Until December 31, 2015, companies operating in the State of São Paulo could not issue an Exit Invoice when registering a write-off of inventory due to loss: the understanding is that the registration must be made in an internal document, duly Lebanon Mobile Number List accounted for. However, in 2016, the law was updated . As a result, the issuance of invoices to communicate the write-off of stock due to loss has become mandatory. The difference is that, in the observations field, it is necessary to inform that there was a loss, so that the ICMS credit is reversed. With digital tax registration mandatory in SPED , this information must also be entered there. Remember that physical books are outdated! There is nothing in the legislation that obliges the company to make a formal communication of the fact to the Revenue.

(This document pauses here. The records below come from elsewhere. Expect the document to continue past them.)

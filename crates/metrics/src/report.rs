//! The assembled report and its serialization shape.
//!
//! A report is an ordered collection of named sections, one per collector.
//! Each section is an ordered mapping from field name to either a scalar
//! count or a one-level-nested breakdown. Field and section order follow the
//! order in which they were added, and breakdown keys arrive pre-sorted from
//! [`crate::accum::CountMap`], so serializing the same report twice produces
//! byte-identical output.
//!
//! The schema (section names, field names, breakdown key format) is a
//! compatibility surface consumed by external tooling; see DESIGN.md.

use serde::ser::{Serialize, SerializeMap, Serializer};

/// A single field value inside a section.
#[derive(Clone, Debug, PartialEq, Eq)]
pub enum MetricValue {
    /// A scalar counter.
    Count(u64),
    /// A nested label → count mapping ("by X" breakdowns).
    Breakdown(Vec<(String, u64)>),
}

/// One named sub-report contributed by one collector.
#[derive(Clone, Debug, Default, PartialEq, Eq)]
pub struct Section {
    fields: Vec<(&'static str, MetricValue)>,
}

impl Section {
    pub fn new() -> Self {
        Self::default()
    }

    /// Appends a scalar field (builder style).
    #[must_use]
    pub fn count(mut self, name: &'static str, value: u64) -> Self {
        self.fields.push((name, MetricValue::Count(value)));
        self
    }

    /// Appends a nested breakdown field (builder style). The entries are
    /// rendered in the order given.
    #[must_use]
    pub fn breakdown(mut self, name: &'static str, entries: Vec<(String, u64)>) -> Self {
        self.fields.push((name, MetricValue::Breakdown(entries)));
        self
    }

    /// Fields in rendering order.
    pub fn fields(&self) -> &[(&'static str, MetricValue)] {
        &self.fields
    }

    /// Looks up a field by name.
    pub fn field(&self, name: &str) -> Option<&MetricValue> {
        self.fields
            .iter()
            .find(|(field, _)| *field == name)
            .map(|(_, value)| value)
    }

    /// Looks up a scalar field by name.
    pub fn scalar(&self, name: &str) -> Option<u64> {
        match self.field(name) {
            Some(MetricValue::Count(value)) => Some(*value),
            _ => None,
        }
    }
}

/// The merged output of one full aggregation pass.
///
/// Section names are fixed, known in advance, and never duplicated; every
/// registered collector produces exactly one section even when all its
/// counters are zero.
#[derive(Clone, Debug, Default, PartialEq, Eq)]
pub struct Report {
    sections: Vec<(&'static str, Section)>,
}

impl Report {
    pub fn new() -> Self {
        Self::default()
    }

    /// Appends a section under its collector-provided name.
    pub fn push_section(&mut self, name: &'static str, section: Section) {
        debug_assert!(
            self.section(name).is_none(),
            "duplicate report section: {name}"
        );
        self.sections.push((name, section));
    }

    /// Sections in registration order.
    pub fn sections(&self) -> impl Iterator<Item = (&'static str, &Section)> {
        self.sections.iter().map(|(name, section)| (*name, section))
    }

    /// Looks up a section by name.
    pub fn section(&self, name: &str) -> Option<&Section> {
        self.sections
            .iter()
            .find(|(section_name, _)| *section_name == name)
            .map(|(_, section)| section)
    }

    pub fn len(&self) -> usize {
        self.sections.len()
    }

    pub fn is_empty(&self) -> bool {
        self.sections.is_empty()
    }
}

// Manual Serialize impls: serde's derive would require map types, and the
// whole point here is preserving the insertion order of sections and fields.

impl Serialize for MetricValue {
    fn serialize<S: Serializer>(&self, serializer: S) -> Result<S::Ok, S::Error> {
        match self {
            MetricValue::Count(value) => serializer.serialize_u64(*value),
            MetricValue::Breakdown(entries) => {
                let mut map = serializer.serialize_map(Some(entries.len()))?;
                for (label, count) in entries {
                    map.serialize_entry(label, count)?;
                }
                map.end()
            }
        }
    }
}

impl Serialize for Section {
    fn serialize<S: Serializer>(&self, serializer: S) -> Result<S::Ok, S::Error> {
        let mut map = serializer.serialize_map(Some(self.fields.len()))?;
        for (name, value) in &self.fields {
            map.serialize_entry(name, value)?;
        }
        map.end()
    }
}

impl Serialize for Report {
    fn serialize<S: Serializer>(&self, serializer: S) -> Result<S::Ok, S::Error> {
        let mut map = serializer.serialize_map(Some(self.sections.len()))?;
        for (name, section) in &self.sections {
            map.serialize_entry(name, section)?;
        }
        map.end()
    }
}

However, there are accountants who recommend submitting a declaration to avoid further problems. 4. Are there situations of stock loss in which it is necessary to act differently? Stock losses end up occurring in different ways, so attention must be doubled. It is common for companies to sell lost inputs to others, in the form of waste. If this is your case, be careful: the procedure to be carried out in these cases is normal sale, even if the commercial value of the items is reduced – therefore, the ICMS taxable event materializes. Another situation that can happen is loss in transit , known as an accident. In these cases, the ICMS triggering event has already occurred and there is no possibility of canceling the Exit Invoice. The appropriate procedure is to issue an Entry Invoice detailing everything that was lost.
Until December 31, 2015, companies operating in the State of São Paulo could not issue an Exit Invoice when registering a write-off of inventory due to loss: the understanding is that the registration must be made in an internal document, duly Lebanon Mobile Number List accounted for. However, in 2016, the law was updated . As a result, the issuance of invoices to communicate the write-off of stock due to loss has become mandatory. The difference is that, in the observations field, it is necessary to inform that there was a loss, so that the ICMS credit is reversed. With digital tax registration mandatory in SPED , this information must also be entered there. Remember that physical books are outdated! There is nothing in the legislation that obliges the company to make a formal communication of the fact to the Revenue.
However, there are accountants who recommend submitting a declaration to avoid further problems. 4. Are there situations of stock loss in which it is necessary to act differently? Stock losses end up occurring in different ways, so attention must be doubled. It is common for companies to sell lost inputs to others, in the form of waste. If this is your case, be careful: the procedure to be carried out in these cases is normal sale, even if the commercial value of the items is reduced – therefore, the ICMS taxable event materializes. Another situation that can happen is loss in transit , known as an accident. In these cases, the ICMS triggering event has already occurred and there is no possibility of canceling the Exit Invoice. The appropriate procedure is to issue an Entry Invoice detailing everything that was lost.